Saved data entries
*** Block opens ***

//! Domain types for storage layer

use chrono::{DateTime, Utc};
use matchlog_common::{EventKind, Side};
use serde::{Deserialize, Serialize};
use std::fmt;
use std::str::FromStr;
use ulid::Ulid;

macro_rules! ulid_id {
    ($(#[$meta:meta])* $name:ident) => {
        $(#[$meta])*
        #[derive(Debug, Clone, Copy, PartialEq, Eq, Hash, PartialOrd, Ord, Serialize, Deserialize)]
        pub struct $name(Ulid);

        impl $name {
            pub fn new() -> Self {
                Self(Ulid::new())
            }

            pub fn as_ulid(&self) -> Ulid {
                self.0
            }
        }

        impl Default for $name {
            fn default() -> Self {
                Self::new()
            }
        }

        impl fmt::Display for $name {
            fn fmt(&self, f: &mut fmt::Formatter<'_>) -> fmt::Result {
                write!(f, "{}", self.0)
            }
        }

        impl From<Ulid> for $name {
            fn from(id: Ulid) -> Self {
                Self(id)
            }
        }

        impl FromStr for $name {
            type Err = ulid::DecodeError;

            fn from_str(s: &str) -> Result<Self, Self::Err> {
                Ulid::from_string(s).map(Self)
            }
        }
    };
}

ulid_id!(
    /// Strongly-typed match identifier
    MatchId
);

ulid_id!(
    /// Strongly-typed round identifier
    RoundId
);

/// A finished match (aggregate root)
#[derive(Debug, Clone, PartialEq)]
pub struct MatchRecord {
    pub id: MatchId,
    /// Identity of the log source the match was ingested from
    pub source: String,
    pub map: String,
    pub mode: String,
    pub team1_score: u32,
    pub team2_score: u32,
    pub duration_minutes: u32,
    /// Timestamp of the GameOver line; with `map` this is the dedup key
    pub ended_at: DateTime<Utc>,
    pub round_count: u32,
    pub anomaly_count: u32,
    pub ingested_at: DateTime<Utc>,
}

impl MatchRecord {
    /// Rounds implied by the final score
    pub fn expected_rounds(&self) -> u32 {
        self.team1_score + self.team2_score
    }
}

#[derive(Debug, Clone, PartialEq)]
pub struct RoundRecord {
    pub id: RoundId,
    pub match_id: MatchId,
    /// 1-based position in arrival order
    pub number: u32,
    pub started_at: Option<DateTime<Utc>>,
    /// `None` when the round never saw its RoundEnd line
    pub ended_at: Option<DateTime<Utc>>,
    pub winner: Option<Side>,
    pub reason: Option<String>,
    pub participants: Vec<String>,
}

/// A linked in-match event
#[derive(Debug, Clone, PartialEq)]
pub struct EventRecord {
    pub id: Ulid,
    pub match_id: MatchId,
    /// `None` for events that fell outside any round window
    pub round_id: Option<RoundId>,
    /// Arrival position within the match segment
    pub sequence: u32,
    pub timestamp: DateTime<Utc>,
    pub kind: EventKind,
    pub orphan: bool,
}

#[derive(Debug, Clone, PartialEq)]
pub struct AccoladeRecord {
    pub id: Ulid,
    pub match_id: MatchId,
    pub award: String,
    pub player_name: String,
    /// Resolved from the display name when the name was seen during the match
    pub player_id: Option<String>,
    pub value: f64,
    pub position: u32,
    pub score: f64,
    /// Always the owning match's end time
    pub awarded_at: DateTime<Utc>,
}

/// Running per-player tally and rating
#[derive(Debug, Clone, PartialEq, Serialize, Deserialize)]
pub struct PlayerStats {
    pub player_id: String,
    pub display_name: String,
    pub kills: u32,
    pub deaths: u32,
    pub assists: u32,
    pub headshot_kills: u32,
    pub rounds_played: u32,
    pub clutches_won: u32,
    pub damage_dealt: u64,
    pub matches_played: u32,
    pub rating: f64,
}

impl PlayerStats {
    /// Fresh stats for a player never seen before
    pub fn new(player_id: impl Into<String>, display_name: impl Into<String>, rating: f64) -> Self {
        Self {
            player_id: player_id.into(),
            display_name: display_name.into(),
            kills: 0,
            deaths: 0,
            assists: 0,
            headshot_kills: 0,
            rounds_played: 0,
            clutches_won: 0,
            damage_dealt: 0,
            matches_played: 0,
            rating,
        }
    }

    /// Kill/death ratio; with zero deaths the kill count is returned
    pub fn kd_ratio(&self) -> f64 {
        if self.deaths == 0 {
            f64::from(self.kills)
        } else {
            f64::from(self.kills) / f64::from(self.deaths)
        }
    }

    /// Average damage per round, 0 without rounds
    pub fn adr(&self) -> f64 {
        if self.rounds_played == 0 {
            0.0
        } else {
            self.damage_dealt as f64 / f64::from(self.rounds_played)
        }
    }

    /// Share of kills that were headshots, 0 without kills
    pub fn headshot_ratio(&self) -> f64 {
        if self.kills == 0 {
            0.0
        } else {
            f64::from(self.headshot_kills) / f64::from(self.kills)
        }
    }
}

/// Archived stats of one player as of one match
#[derive(Debug, Clone, PartialEq)]
pub struct PlayerSnapshot {
    pub match_id: MatchId,
    /// End time of the match the snapshot belongs to
    pub recorded_at: DateTime<Utc>,
    pub stats: PlayerStats,
}

/// Everything one match flush writes, committed as a unit
#[derive(Debug, Clone, PartialEq)]
pub struct MatchBatch {
    pub record: MatchRecord,
    pub rounds: Vec<RoundRecord>,
    pub events: Vec<EventRecord>,
    pub accolades: Vec<AccoladeRecord>,
    pub snapshots: Vec<PlayerSnapshot>,
}

/// Result of [`crate::MatchStore::persist_match`]
#[derive(Debug, Clone, Copy, PartialEq, Eq)]
pub enum PersistOutcome {
    /// The batch was committed
    Inserted(MatchId),
    /// A match with the same end time and map already exists; nothing was written
    Duplicate(MatchId),
}
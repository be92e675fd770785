//! Spool of match segments that could not be flushed
//!
//! The retry queue lives in memory, so `matchlog ingest` writes the raw lines
//! of every segment still queued at exit to the spool file. `matchlog retry`
//! feeds the spool back through a fresh ingestor and replaces it with whatever
//! still fails. Replays are safe: an already stored match is detected as a
//! duplicate and skipped.
//!
//! Each segment is preceded by a `# match <id>` marker line. Marker lines are
//! outside the log grammar, so replaying them is a no-op.

use std::io::Write;
use std::path::Path;
use thiserror::Error;

use crate::ingest::FailedSegment;

#[derive(Debug, Error)]
pub enum SpoolError {
    #[error("failed to read spool {path}: {source}")]
    Read {
        path: String,
        #[source]
        source: std::io::Error,
    },

    #[error("failed to write spool {path}: {source}")]
    Write {
        path: String,
        #[source]
        source: std::io::Error,
    },
}

fn render(segments: &[FailedSegment]) -> String {
    let mut out = String::new();
    for segment in segments {
        out.push_str(&format!("# match {}\n", segment.match_id));
        for line in &segment.lines {
            out.push_str(line);
            out.push('\n');
        }
    }
    out
}

/// Append segments to the spool, creating it if needed
///
/// Returns the number of segments written.
pub fn append(path: &Path, segments: &[FailedSegment]) -> Result<usize, SpoolError> {
    if segments.is_empty() {
        return Ok(0);
    }

    let write_err = |source| SpoolError::Write {
        path: path.display().to_string(),
        source,
    };

    let mut file = std::fs::OpenOptions::new()
        .create(true)
        .append(true)
        .open(path)
        .map_err(write_err)?;
    file.write_all(render(segments).as_bytes())
        .map_err(write_err)?;
    file.sync_all().map_err(write_err)?;

    Ok(segments.len())
}

/// All spooled lines, markers included; a missing spool is empty
pub fn read(path: &Path) -> Result<Vec<String>, SpoolError> {
    match std::fs::read_to_string(path) {
        Ok(content) => Ok(content.lines().map(str::to_string).collect()),
        Err(e) if e.kind() == std::io::ErrorKind::NotFound => Ok(Vec::new()),
        Err(source) => Err(SpoolError::Read {
            path: path.display().to_string(),
            source,
        }),
    }
}

/// Atomically replace the spool with `segments`; removes it when empty
pub fn replace(path: &Path, segments: &[FailedSegment]) -> Result<(), SpoolError> {
    let write_err = |source| SpoolError::Write {
        path: path.display().to_string(),
        source,
    };

    if segments.is_empty() {
        return match std::fs::remove_file(path) {
            Ok(()) => Ok(()),
            Err(e) if e.kind() == std::io::ErrorKind::NotFound => Ok(()),
            Err(e) => Err(write_err(e)),
        };
    }

    // Same directory so the rename stays atomic
    let temp_path = path.with_extension("tmp");
    let mut file = std::fs::File::create(&temp_path).map_err(write_err)?;
    file.write_all(render(segments).as_bytes())
        .map_err(write_err)?;
    file.sync_all().map_err(write_err)?;
    std::fs::rename(&temp_path, path).map_err(write_err)?;

    Ok(())
}

#[cfg(test)]
mod tests {
    use super::*;
    use matchlog_storage::MatchId;

    fn segment(lines: &[&str]) -> FailedSegment {
        FailedSegment {
            match_id: MatchId::new(),
            lines: lines.iter().map(|l| l.to_string()).collect(),
        }
    }

    #[test]
    fn test_read_missing_spool_is_empty() {
        let dir = tempfile::tempdir().unwrap();
        assert!(read(&dir.path().join("spool.log")).unwrap().is_empty());
    }

    #[test]
    fn test_append_accumulates() {
        let dir = tempfile::tempdir().unwrap();
        let path = dir.path().join("spool.log");

        let first = segment(&["L a", "L b"]);
        assert_eq!(append(&path, &[first.clone()]).unwrap(), 1);
        assert_eq!(append(&path, &[segment(&["L c"])]).unwrap(), 1);
        assert_eq!(append(&path, &[]).unwrap(), 0);

        let lines = read(&path).unwrap();
        assert_eq!(lines.len(), 5);
        assert_eq!(lines[0], format!("# match {}", first.match_id));
        assert_eq!(&lines[1..3], &["L a", "L b"]);
        assert_eq!(lines[4], "L c");
    }

    #[test]
    fn test_replace_overwrites_and_removes() {
        let dir = tempfile::tempdir().unwrap();
        let path = dir.path().join("spool.log");

        append(&path, &[segment(&["L old"])]).unwrap();
        replace(&path, &[segment(&["L new"])]).unwrap();
        let lines = read(&path).unwrap();
        assert_eq!(lines.len(), 2);
        assert_eq!(lines[1], "L new");
        assert!(!path.with_extension("tmp").exists());

        replace(&path, &[]).unwrap();
        assert!(!path.exists());
        // Removing a missing spool is fine
        replace(&path, &[]).unwrap();
    }
}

*** Block closes ***

**About this task:**
The answer must be a single number: the count of lines in the entries that include "events".

**Solution below:**
2